March

RMarch

There are times in life when things just take longer. You see one step at a time and hope that you know when to make the next one. The road is not marked and the path looks dark. You honestly hope that you aren’t about to stumble on another root on your way up the hill.

And there are other times when everything happens so fast that you can hardly keep up.

If February was hard and dark, then March was quick and light. One Saturday, we decided to visit our old college town. It was fairly spontaneous, and we hoped that it would be lots of fun. The girls had never been, either.

As we walked around the college campus, my mom called. I begrudgingly answered the phone, thinking that it would be something trivial and hoping to get off quickly.

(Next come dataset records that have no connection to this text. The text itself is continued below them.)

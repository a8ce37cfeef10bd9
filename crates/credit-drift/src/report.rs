use credit_store::NewDriftReport;
use serde::{Deserialize, Serialize};

use crate::ks::EqualityTest;
use crate::psi::{BinOccupancy, StabilityIndex};
use crate::severity::Severity;

pub const DRIFT_SCHEMA_VERSION: &str = "1.0";

#[derive(Debug, Clone, Copy, PartialEq, Eq, Hash, Serialize, Deserialize)]
#[serde(rename_all = "snake_case")]
pub enum DriftStatus {
    NoData,
    NoDrift,
    ModerateDrift,
    DriftDetected,
}

impl DriftStatus {
    pub fn as_str(self) -> &'static str {
        match self {
            Self::NoData => "no_data",
            Self::NoDrift => "no_drift",
            Self::ModerateDrift => "moderate_drift",
            Self::DriftDetected => "drift_detected",
        }
    }

    pub fn severity(self) -> Option<Severity> {
        match self {
            Self::NoData => None,
            Self::NoDrift => Some(Severity::NoDrift),
            Self::ModerateDrift => Some(Severity::ModerateDrift),
            Self::DriftDetected => Some(Severity::DriftDetected),
        }
    }
}

impl From<Severity> for DriftStatus {
    fn from(severity: Severity) -> Self {
        match severity {
            Severity::NoDrift => Self::NoDrift,
            Severity::ModerateDrift => Self::ModerateDrift,
            Severity::DriftDetected => Self::DriftDetected,
        }
    }
}

impl std::str::FromStr for DriftStatus {
    type Err = String;

    fn from_str(value: &str) -> Result<Self, Self::Err> {
        match value.trim() {
            "no_data" => Ok(Self::NoData),
            other => other.parse::<Severity>().map(Self::from),
        }
    }
}

impl std::fmt::Display for DriftStatus {
    fn fmt(&self, f: &mut std::fmt::Formatter<'_>) -> std::fmt::Result {
        f.write_str(self.as_str())
    }
}

/// Result of one drift computation. `sample_count` is always the length of
/// the snapshot the numbers were computed from.
#[derive(Debug, Clone, PartialEq, Serialize, Deserialize)]
pub struct DriftReport {
    pub schema_version: String,
    pub subject: String,
    pub status: DriftStatus,
    pub psi: Option<f64>,
    pub ks_statistic: Option<f64>,
    pub ks_p_value: Option<f64>,
    pub sample_count: usize,
    pub total_records: usize,
    pub discarded_records: usize,
    pub created_at: i64,
    #[serde(default, skip_serializing_if = "Vec::is_empty")]
    pub bins: Vec<BinOccupancy>,
}

impl DriftReport {
    pub fn no_data(subject: impl Into<String>, total_records: usize, created_at: i64) -> Self {
        Self {
            schema_version: DRIFT_SCHEMA_VERSION.to_owned(),
            subject: subject.into(),
            status: DriftStatus::NoData,
            psi: None,
            ks_statistic: None,
            ks_p_value: None,
            sample_count: 0,
            total_records,
            discarded_records: total_records,
            created_at,
            bins: Vec::new(),
        }
    }

    pub fn computed(
        subject: impl Into<String>,
        index: StabilityIndex,
        equality: &EqualityTest,
        severity: Severity,
        total_records: usize,
        created_at: i64,
    ) -> Self {
        let sample_count = equality.sample_size;
        Self {
            schema_version: DRIFT_SCHEMA_VERSION.to_owned(),
            subject: subject.into(),
            status: DriftStatus::from(severity),
            psi: Some(index.value),
            ks_statistic: Some(equality.statistic),
            ks_p_value: Some(equality.p_value),
            sample_count,
            total_records,
            discarded_records: total_records.saturating_sub(sample_count),
            created_at,
            bins: index.bins,
        }
    }

    pub fn is_no_data(&self) -> bool {
        self.status == DriftStatus::NoData
    }

    pub fn to_record(&self) -> NewDriftReport {
        NewDriftReport {
            subject: self.subject.clone(),
            psi: self.psi,
            status: self.status.as_str().to_owned(),
            ks_statistic: self.ks_statistic,
            ks_p_value: self.ks_p_value,
            sample_count: i64::try_from(self.sample_count).unwrap_or(i64::MAX),
            created_at: self.created_at,
        }
    }
}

No. It just wasn’t that at all.

My mom was calling to reach out to me, to share that God had changed her outlook on life, that she was actually in her Bible and reading it and applying it…that she had stopped going down a path of destruction and had turned back to the paths that would bring healing.

After years of questioning her, of feeling like she was belittling me, this was a lot to take in at once. It hurt in a different way because I didn’t want to be let down again. While I rejoiced with her, a part of my soul was quick to warn caution.

Ruined relationships take time to heal. They don’t happen overnight. And that’s okay.

My mom came up the next weekend and apologized to me and my sisters for her behavior. For the hurt she had brought to us. She humbled herself and asked for forgiveness.

While I forgave, I couldn’t erase the past hurts or their scars. Not immediately. And that has come with time.

A couple of weekends later, we went down to visit my family for my sister’s birthday. Things were getting better. And there was a good bit of celebrating to do, too, since we had just found out that we were expecting our third girl! On top of that, my anxiety was calming down.

After the dark of February, a sunny March encouraged me. It fed my soul in ways that were needed. The Spirit was whispering “shalom” to my hardened heart, and I was starting to believe that restoration could, in fact, happen.

This post is part of a 31 Days series on Raising My Ebenezer, part of my story and my own testimony of God’s goodness and faithfulness. As the song Come Thou Fount says, “Here I raise my Ebenezer, hither by Thine help I’m come.” For the month of October, I’ll be writing our story, outlining the Ebenezers in recognition of His mighty hand on our lives. His doings and His workings because of and sometimes in spite of our best efforts. My hope is that you’ll see a lot of Him and little to none of me. Because in the end, it is by His help that we have come this far.